DATA SUPPLIED Start Marker

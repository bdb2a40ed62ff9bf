//! Ring signatures and key images.
//!
//! A signer holding one secret key among N ring members proves
//! membership without revealing which, bound to a key image that is
//! unique per spent output.

use curve25519_dalek::edwards::{CompressedEdwardsY, EdwardsPoint};
use curve25519_dalek::scalar::Scalar;
use rand::{CryptoRng, RngCore};

use crate::hash::{hash_to_point, hash_to_scalar};
use crate::{Hash256, KeyImage, PublicKey, SecretKey, Signature};

/// `KI = x·Hp(P)` for the key pair `(P, x)`.
pub fn generate_key_image(public_key: &PublicKey, secret_key: &SecretKey) -> Option<KeyImage> {
    let secret: Option<Scalar> = Scalar::from_canonical_bytes(*secret_key).into();
    let secret = secret?;
    let base = hash_to_point(public_key);
    Some((secret * base).compress().to_bytes())
}

/// Subgroup membership: `ℓ·KI == identity`, i.e. the image carries no
/// small-order component an attacker could use to split one spend into
/// several distinct images.
pub fn key_image_in_domain(key_image: &KeyImage) -> bool {
    match CompressedEdwardsY(*key_image).decompress() {
        Some(point) => point.is_torsion_free(),
        None => false,
    }
}

fn split_signature(signature: &Signature) -> Option<(Scalar, Scalar)> {
    let c: Option<Scalar> = Scalar::from_canonical_bytes(
        signature[..32].try_into().expect("signature half"),
    )
    .into();
    let r: Option<Scalar> = Scalar::from_canonical_bytes(
        signature[32..].try_into().expect("signature half"),
    )
    .into();
    Some((c?, r?))
}

pub fn check_ring_signature(
    prefix_hash: &Hash256,
    key_image: &KeyImage,
    public_keys: &[PublicKey],
    signatures: &[Signature],
) -> bool {
    if public_keys.is_empty() || public_keys.len() != signatures.len() {
        return false;
    }
    let Some(image) = CompressedEdwardsY(*key_image).decompress() else {
        return false;
    };

    let mut challenge_buf = Vec::with_capacity(32 + public_keys.len() * 64);
    challenge_buf.extend_from_slice(prefix_hash);
    let mut sum = Scalar::ZERO;

    for (public_key, signature) in public_keys.iter().zip(signatures) {
        let Some((c, r)) = split_signature(signature) else {
            return false;
        };
        let Some(point) = CompressedEdwardsY(*public_key).decompress() else {
            return false;
        };

        let l = EdwardsPoint::vartime_double_scalar_mul_basepoint(&c, &point, &r);
        let base = hash_to_point(public_key);
        let r_point = r * base + c * image;

        challenge_buf.extend_from_slice(l.compress().as_bytes());
        challenge_buf.extend_from_slice(r_point.compress().as_bytes());
        sum += c;
    }

    hash_to_scalar(&challenge_buf) == sum
}

pub fn generate_ring_signature<R: RngCore + CryptoRng>(
    prefix_hash: &Hash256,
    key_image: &KeyImage,
    public_keys: &[PublicKey],
    secret_key: &SecretKey,
    secret_index: usize,
    rng: &mut R,
) -> Option<Vec<Signature>> {
    if secret_index >= public_keys.len() {
        return None;
    }
    let secret: Option<Scalar> = Scalar::from_canonical_bytes(*secret_key).into();
    let secret = secret?;
    let image = CompressedEdwardsY(*key_image).decompress()?;

    let mut challenge_buf = Vec::with_capacity(32 + public_keys.len() * 64);
    challenge_buf.extend_from_slice(prefix_hash);

    let mut parts = vec![(Scalar::ZERO, Scalar::ZERO); public_keys.len()];
    let mut sum = Scalar::ZERO;
    let mut nonce = Scalar::ZERO;

    for (i, public_key) in public_keys.iter().enumerate() {
        if i == secret_index {
            nonce = Scalar::random(rng);
            let l = EdwardsPoint::mul_base(&nonce);
            let r_point = nonce * hash_to_point(public_key);
            challenge_buf.extend_from_slice(l.compress().as_bytes());
            challenge_buf.extend_from_slice(r_point.compress().as_bytes());
        } else {
            let c = Scalar::random(rng);
            let r = Scalar::random(rng);
            let point = CompressedEdwardsY(*public_key).decompress()?;
            let l = EdwardsPoint::vartime_double_scalar_mul_basepoint(&c, &point, &r);
            let r_point = r * hash_to_point(public_key) + c * image;
            challenge_buf.extend_from_slice(l.compress().as_bytes());
            challenge_buf.extend_from_slice(r_point.compress().as_bytes());
            sum += c;
            parts[i] = (c, r);
        }
    }

    let challenge = hash_to_scalar(&challenge_buf);
    let c_secret = challenge - sum;
    let r_secret = nonce - c_secret * secret;
    parts[secret_index] = (c_secret, r_secret);

    let signatures = parts
        .into_iter()
        .map(|(c, r)| {
            let mut signature = [0u8; 64];
            signature[..32].copy_from_slice(&c.to_bytes());
            signature[32..].copy_from_slice(&r.to_bytes());
            signature
        })
        .collect();
    Some(signatures)
}

#[cfg(test)]
mod tests {
    use super::*;
    use crate::fast_hash;
    use crate::keys::generate_keys;

    fn ring_with_signer(
        size: usize,
        secret_index: usize,
    ) -> (Vec<PublicKey>, SecretKey, KeyImage) {
        let mut rng = rand::thread_rng();
        let mut ring = Vec::with_capacity(size);
        let mut secret = [0u8; 32];
        for i in 0..size {
            let pair = generate_keys(&mut rng);
            if i == secret_index {
                secret = pair.secret;
            }
            ring.push(pair.public);
        }
        let image = generate_key_image(&ring[secret_index], &secret).unwrap();
        (ring, secret, image)
    }

    #[test]
    fn ring_round_trip_every_position() {
        let mut rng = rand::thread_rng();
        let prefix = fast_hash(b"ring prefix");
        for secret_index in 0..4 {
            let (ring, secret, image) = ring_with_signer(4, secret_index);
            let sigs = generate_ring_signature(
                &prefix, &image, &ring, &secret, secret_index, &mut rng,
            )
            .unwrap();
            assert!(check_ring_signature(&prefix, &image, &ring, &sigs));
        }
    }

    #[test]
    fn single_member_ring() {
        let mut rng = rand::thread_rng();
        let prefix = fast_hash(b"solo");
        let (ring, secret, image) = ring_with_signer(1, 0);
        let sigs = generate_ring_signature(&prefix, &image, &ring, &secret, 0, &mut rng).unwrap();
        assert!(check_ring_signature(&prefix, &image, &ring, &sigs));
    }

    #[test]
    fn rejects_wrong_key_image() {
        let mut rng = rand::thread_rng();
        let prefix = fast_hash(b"prefix");
        let (ring, secret, image) = ring_with_signer(3, 1);
        let sigs = generate_ring_signature(&prefix, &image, &ring, &secret, 1, &mut rng).unwrap();

        let (_, _, other_image) = ring_with_signer(3, 0);
        assert!(!check_ring_signature(&prefix, &other_image, &ring, &sigs));
    }

    #[test]
    fn rejects_tampered_prefix() {
        let mut rng = rand::thread_rng();
        let (ring, secret, image) = ring_with_signer(3, 2);
        let sigs = generate_ring_signature(
            &fast_hash(b"original"),
            &image,
            &ring,
            &secret,
            2,
            &mut rng,
        )
        .unwrap();
        assert!(!check_ring_signature(&fast_hash(b"tampered"), &image, &ring, &sigs));
    }

    #[test]
    fn rejects_truncated_ring() {
        let mut rng = rand::thread_rng();
        let prefix = fast_hash(b"prefix");
        let (ring, secret, image) = ring_with_signer(3, 0);
        let sigs = generate_ring_signature(&prefix, &image, &ring, &secret, 0, &mut rng).unwrap();
        assert!(!check_ring_signature(&prefix, &image, &ring[..2], &sigs[..2]));
        assert!(!check_ring_signature(&prefix, &image, &ring, &sigs[..2]));
    }

    #[test]
    fn key_image_domain() {
        let (_, _, image) = ring_with_signer(2, 0);
        assert!(key_image_in_domain(&image));
        // A small-order point decompresses but fails the subgroup check.
        let small_order = [
            0x26, 0xe8, 0x95, 0x8f, 0xc2, 0xb2, 0x27, 0xb0, 0x45, 0xc3, 0xf4, 0x89, 0xf2, 0xef,
            0x98, 0xf0, 0xd5, 0xdf, 0xac, 0x05, 0xd3, 0xc6, 0x33, 0x39, 0xb1, 0x38, 0x02, 0x88,
            0x6d, 0x53, 0xfc, 0x05,
        ];
        assert!(!key_image_in_domain(&small_order));
    }

    #[test]
    fn key_image_is_deterministic_per_key() {
        let mut rng = rand::thread_rng();
        let pair = generate_keys(&mut rng);
        let a = generate_key_image(&pair.public, &pair.secret).unwrap();
        let b = generate_key_image(&pair.public, &pair.secret).unwrap();
        assert_eq!(a, b);
    }
}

DATA SUPPLIED End Marker

WORK TASK:
Would you output, from the records above, exactly the run of lines that starts at the line containing "and key images." and ends at the line containing "secret_key: &SecretKey) ->", and only that run?

EXERCISE RESPONSE:
//! Ring signatures and key images.
//!
//! A signer holding one secret key among N ring members proves
//! membership without revealing which, bound to a key image that is
//! unique per spent output.

use curve25519_dalek::edwards::{CompressedEdwardsY, EdwardsPoint};
use curve25519_dalek::scalar::Scalar;
use rand::{CryptoRng, RngCore};

use crate::hash::{hash_to_point, hash_to_scalar};
use crate::{Hash256, KeyImage, PublicKey, SecretKey, Signature};

/// `KI = x·Hp(P)` for the key pair `(P, x)`.
pub fn generate_key_image(public_key: &PublicKey, secret_key: &SecretKey) -> Option<KeyImage> {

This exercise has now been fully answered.